[Data under study]
++++++

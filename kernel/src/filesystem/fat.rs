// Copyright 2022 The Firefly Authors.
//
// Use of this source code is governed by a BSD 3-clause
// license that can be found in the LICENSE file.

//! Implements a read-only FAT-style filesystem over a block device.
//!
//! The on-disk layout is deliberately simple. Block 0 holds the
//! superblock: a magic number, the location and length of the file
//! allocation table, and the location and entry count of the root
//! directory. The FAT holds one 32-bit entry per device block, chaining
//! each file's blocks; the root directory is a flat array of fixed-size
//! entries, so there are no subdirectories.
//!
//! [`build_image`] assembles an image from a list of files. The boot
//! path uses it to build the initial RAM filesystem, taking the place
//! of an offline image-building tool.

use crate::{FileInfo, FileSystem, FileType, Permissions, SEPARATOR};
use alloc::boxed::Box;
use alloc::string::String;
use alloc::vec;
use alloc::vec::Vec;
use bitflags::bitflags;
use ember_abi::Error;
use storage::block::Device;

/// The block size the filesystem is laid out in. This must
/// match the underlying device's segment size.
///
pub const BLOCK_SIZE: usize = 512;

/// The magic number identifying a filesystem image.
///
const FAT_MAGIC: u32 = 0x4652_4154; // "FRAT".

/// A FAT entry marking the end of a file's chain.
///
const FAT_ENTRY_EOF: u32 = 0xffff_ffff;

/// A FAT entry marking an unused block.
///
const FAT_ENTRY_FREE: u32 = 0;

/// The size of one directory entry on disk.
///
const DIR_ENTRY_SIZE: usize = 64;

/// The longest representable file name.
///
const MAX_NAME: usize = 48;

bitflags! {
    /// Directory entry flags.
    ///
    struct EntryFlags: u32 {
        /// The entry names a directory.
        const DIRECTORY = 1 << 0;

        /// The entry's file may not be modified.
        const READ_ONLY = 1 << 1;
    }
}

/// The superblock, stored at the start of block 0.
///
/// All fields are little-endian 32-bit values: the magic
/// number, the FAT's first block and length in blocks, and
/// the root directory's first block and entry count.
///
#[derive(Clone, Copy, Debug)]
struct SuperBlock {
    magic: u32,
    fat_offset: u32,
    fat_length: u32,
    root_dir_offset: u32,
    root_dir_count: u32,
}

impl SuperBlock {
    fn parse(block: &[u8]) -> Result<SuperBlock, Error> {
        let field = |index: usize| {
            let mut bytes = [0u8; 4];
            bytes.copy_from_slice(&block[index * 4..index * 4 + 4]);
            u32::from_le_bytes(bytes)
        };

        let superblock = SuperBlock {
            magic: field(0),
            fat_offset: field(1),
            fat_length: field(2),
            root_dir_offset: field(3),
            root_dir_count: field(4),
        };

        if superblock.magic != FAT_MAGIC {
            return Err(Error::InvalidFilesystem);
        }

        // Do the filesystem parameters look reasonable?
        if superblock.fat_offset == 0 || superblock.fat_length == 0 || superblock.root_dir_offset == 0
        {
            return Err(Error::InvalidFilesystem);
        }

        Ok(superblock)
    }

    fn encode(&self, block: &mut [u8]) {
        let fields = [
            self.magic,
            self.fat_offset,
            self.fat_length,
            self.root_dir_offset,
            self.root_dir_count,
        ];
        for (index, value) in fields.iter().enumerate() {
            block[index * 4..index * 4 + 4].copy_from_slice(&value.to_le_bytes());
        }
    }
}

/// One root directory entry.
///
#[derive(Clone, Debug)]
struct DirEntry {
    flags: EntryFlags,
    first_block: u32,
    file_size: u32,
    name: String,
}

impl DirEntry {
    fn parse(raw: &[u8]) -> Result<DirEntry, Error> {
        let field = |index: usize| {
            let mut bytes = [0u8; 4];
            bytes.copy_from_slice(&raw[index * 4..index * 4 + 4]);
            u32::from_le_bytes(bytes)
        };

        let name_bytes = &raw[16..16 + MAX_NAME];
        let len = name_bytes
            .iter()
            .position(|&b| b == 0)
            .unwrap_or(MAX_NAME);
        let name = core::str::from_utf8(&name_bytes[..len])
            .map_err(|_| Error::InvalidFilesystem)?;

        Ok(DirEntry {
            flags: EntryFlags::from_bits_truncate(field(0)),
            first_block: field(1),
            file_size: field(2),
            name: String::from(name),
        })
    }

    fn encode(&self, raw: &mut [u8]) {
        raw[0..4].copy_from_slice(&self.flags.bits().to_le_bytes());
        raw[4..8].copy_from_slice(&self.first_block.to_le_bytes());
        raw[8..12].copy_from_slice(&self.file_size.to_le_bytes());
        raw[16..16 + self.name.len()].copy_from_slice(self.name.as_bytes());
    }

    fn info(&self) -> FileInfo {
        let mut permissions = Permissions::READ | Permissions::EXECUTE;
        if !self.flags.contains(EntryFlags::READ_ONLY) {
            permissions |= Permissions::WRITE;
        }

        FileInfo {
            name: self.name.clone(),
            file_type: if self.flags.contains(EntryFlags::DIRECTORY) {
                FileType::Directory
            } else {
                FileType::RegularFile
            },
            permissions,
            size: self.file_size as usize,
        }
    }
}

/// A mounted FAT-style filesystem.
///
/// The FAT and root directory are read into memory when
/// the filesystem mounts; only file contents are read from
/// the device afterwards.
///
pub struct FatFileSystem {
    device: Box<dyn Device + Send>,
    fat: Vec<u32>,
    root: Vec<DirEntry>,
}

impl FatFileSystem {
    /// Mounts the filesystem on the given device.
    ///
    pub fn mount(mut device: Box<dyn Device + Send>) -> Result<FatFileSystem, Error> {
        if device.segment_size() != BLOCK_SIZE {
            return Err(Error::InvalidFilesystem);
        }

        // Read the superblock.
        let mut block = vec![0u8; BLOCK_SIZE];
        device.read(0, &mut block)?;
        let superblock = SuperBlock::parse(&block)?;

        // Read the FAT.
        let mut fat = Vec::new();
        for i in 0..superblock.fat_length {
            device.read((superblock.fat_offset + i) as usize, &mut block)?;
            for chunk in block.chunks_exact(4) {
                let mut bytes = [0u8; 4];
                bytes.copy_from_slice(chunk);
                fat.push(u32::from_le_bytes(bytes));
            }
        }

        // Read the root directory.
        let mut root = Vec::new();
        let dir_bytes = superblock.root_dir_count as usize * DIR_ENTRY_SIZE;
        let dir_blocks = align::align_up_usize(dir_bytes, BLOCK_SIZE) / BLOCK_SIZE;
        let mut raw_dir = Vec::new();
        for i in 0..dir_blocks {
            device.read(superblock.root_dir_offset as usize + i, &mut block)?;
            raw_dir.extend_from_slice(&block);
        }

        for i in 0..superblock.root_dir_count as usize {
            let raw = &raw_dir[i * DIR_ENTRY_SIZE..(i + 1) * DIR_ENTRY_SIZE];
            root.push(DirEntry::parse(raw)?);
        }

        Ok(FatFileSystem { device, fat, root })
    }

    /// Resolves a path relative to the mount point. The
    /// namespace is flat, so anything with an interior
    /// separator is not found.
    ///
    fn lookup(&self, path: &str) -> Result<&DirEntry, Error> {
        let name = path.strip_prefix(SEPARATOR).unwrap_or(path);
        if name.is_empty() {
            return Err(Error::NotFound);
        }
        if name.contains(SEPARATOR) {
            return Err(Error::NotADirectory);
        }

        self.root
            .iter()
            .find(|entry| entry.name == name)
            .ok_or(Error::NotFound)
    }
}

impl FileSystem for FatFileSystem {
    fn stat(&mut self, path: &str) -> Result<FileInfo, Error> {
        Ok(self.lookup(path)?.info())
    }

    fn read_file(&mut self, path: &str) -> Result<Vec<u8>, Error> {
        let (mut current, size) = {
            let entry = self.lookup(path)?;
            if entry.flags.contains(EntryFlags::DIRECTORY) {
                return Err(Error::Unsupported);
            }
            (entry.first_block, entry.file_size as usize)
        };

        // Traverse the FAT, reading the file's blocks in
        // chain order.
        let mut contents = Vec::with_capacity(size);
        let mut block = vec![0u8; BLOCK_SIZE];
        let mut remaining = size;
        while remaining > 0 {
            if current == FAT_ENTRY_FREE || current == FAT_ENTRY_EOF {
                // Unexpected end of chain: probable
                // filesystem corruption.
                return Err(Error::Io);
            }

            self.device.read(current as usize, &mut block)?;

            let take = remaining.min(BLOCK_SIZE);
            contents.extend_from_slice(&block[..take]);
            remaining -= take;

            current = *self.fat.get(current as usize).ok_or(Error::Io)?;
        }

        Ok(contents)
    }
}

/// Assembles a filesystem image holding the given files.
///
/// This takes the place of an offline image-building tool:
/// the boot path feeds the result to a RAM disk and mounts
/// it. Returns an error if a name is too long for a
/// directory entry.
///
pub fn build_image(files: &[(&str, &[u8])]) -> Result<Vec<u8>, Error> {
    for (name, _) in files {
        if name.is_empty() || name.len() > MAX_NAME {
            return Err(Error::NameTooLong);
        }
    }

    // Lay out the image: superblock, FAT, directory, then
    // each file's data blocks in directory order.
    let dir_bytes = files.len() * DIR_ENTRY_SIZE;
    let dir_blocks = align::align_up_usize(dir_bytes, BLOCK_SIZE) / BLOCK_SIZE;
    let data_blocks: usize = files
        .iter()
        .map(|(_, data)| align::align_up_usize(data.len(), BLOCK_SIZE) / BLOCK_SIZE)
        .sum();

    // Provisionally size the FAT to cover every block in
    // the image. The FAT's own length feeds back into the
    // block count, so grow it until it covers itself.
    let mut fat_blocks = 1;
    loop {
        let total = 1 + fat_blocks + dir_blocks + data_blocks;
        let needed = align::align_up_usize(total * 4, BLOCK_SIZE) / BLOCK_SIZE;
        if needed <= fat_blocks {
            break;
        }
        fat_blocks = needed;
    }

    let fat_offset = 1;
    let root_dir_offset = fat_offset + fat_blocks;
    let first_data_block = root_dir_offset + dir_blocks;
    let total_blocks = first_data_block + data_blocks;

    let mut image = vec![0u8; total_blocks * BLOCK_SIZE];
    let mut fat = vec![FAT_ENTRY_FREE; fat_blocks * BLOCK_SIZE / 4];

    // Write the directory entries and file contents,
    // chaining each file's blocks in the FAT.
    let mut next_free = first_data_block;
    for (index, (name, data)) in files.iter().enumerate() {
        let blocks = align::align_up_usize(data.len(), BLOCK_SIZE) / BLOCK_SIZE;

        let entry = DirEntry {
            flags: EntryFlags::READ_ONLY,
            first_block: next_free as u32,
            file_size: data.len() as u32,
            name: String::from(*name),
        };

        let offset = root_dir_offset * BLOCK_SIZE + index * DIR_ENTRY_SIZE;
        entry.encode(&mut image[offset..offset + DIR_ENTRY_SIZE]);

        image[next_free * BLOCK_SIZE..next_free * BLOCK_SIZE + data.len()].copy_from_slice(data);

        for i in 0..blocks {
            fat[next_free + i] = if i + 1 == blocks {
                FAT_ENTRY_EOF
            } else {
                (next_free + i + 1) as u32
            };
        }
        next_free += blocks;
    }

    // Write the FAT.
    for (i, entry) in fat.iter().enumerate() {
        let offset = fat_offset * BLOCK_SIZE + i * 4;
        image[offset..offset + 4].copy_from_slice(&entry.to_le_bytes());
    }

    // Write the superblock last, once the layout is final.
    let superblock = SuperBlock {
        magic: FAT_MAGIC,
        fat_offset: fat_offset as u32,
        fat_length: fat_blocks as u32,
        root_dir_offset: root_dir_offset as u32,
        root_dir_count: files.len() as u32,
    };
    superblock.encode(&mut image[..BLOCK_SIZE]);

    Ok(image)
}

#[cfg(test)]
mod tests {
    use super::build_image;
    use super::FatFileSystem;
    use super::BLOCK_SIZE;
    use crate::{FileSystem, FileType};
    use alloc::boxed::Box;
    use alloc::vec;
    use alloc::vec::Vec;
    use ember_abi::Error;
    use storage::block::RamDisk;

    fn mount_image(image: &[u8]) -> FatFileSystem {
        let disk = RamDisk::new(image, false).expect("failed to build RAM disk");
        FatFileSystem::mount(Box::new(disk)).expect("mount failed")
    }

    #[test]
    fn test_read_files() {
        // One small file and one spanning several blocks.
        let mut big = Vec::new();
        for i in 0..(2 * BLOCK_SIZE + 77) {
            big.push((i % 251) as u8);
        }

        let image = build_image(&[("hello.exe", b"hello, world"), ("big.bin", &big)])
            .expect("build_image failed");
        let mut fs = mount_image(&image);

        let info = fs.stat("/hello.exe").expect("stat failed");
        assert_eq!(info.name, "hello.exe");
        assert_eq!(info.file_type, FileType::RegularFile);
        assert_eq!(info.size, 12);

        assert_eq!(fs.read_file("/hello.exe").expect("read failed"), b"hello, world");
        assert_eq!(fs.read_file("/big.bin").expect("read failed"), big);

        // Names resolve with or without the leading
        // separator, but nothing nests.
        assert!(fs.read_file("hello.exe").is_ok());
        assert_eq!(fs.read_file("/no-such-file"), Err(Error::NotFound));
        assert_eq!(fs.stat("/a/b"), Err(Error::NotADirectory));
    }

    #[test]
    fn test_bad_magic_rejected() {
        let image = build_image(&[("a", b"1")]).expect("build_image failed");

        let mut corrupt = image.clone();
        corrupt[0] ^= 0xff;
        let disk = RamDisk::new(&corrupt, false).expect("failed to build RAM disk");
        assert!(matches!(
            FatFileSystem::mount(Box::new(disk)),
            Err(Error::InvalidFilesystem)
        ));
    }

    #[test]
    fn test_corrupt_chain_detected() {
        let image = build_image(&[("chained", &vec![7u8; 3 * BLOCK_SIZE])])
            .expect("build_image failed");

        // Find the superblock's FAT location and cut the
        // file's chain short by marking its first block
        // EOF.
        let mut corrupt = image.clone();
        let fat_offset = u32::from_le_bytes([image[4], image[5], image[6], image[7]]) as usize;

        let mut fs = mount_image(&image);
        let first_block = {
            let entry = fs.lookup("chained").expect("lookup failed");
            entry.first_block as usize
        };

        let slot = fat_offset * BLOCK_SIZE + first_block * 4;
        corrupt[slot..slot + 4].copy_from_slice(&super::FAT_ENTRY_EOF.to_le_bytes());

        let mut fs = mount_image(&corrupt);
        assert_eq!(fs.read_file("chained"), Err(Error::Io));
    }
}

++++++

[Your task]
Could you transcribe the entries above word for word, from the line with "const FAT_ENTRY_EOF: u32 = 0xffff_ffff;" down to the line with "values: the magic", keeping both?

[Output of the exercise]
const FAT_ENTRY_EOF: u32 = 0xffff_ffff;

/// A FAT entry marking an unused block.
///
const FAT_ENTRY_FREE: u32 = 0;

/// The size of one directory entry on disk.
///
const DIR_ENTRY_SIZE: usize = 64;

/// The longest representable file name.
///
const MAX_NAME: usize = 48;

bitflags! {
    /// Directory entry flags.
    ///
    struct EntryFlags: u32 {
        /// The entry names a directory.
        const DIRECTORY = 1 << 0;

        /// The entry's file may not be modified.
        const READ_ONLY = 1 << 1;
    }
}

/// The superblock, stored at the start of block 0.
///
/// All fields are little-endian 32-bit values: the magic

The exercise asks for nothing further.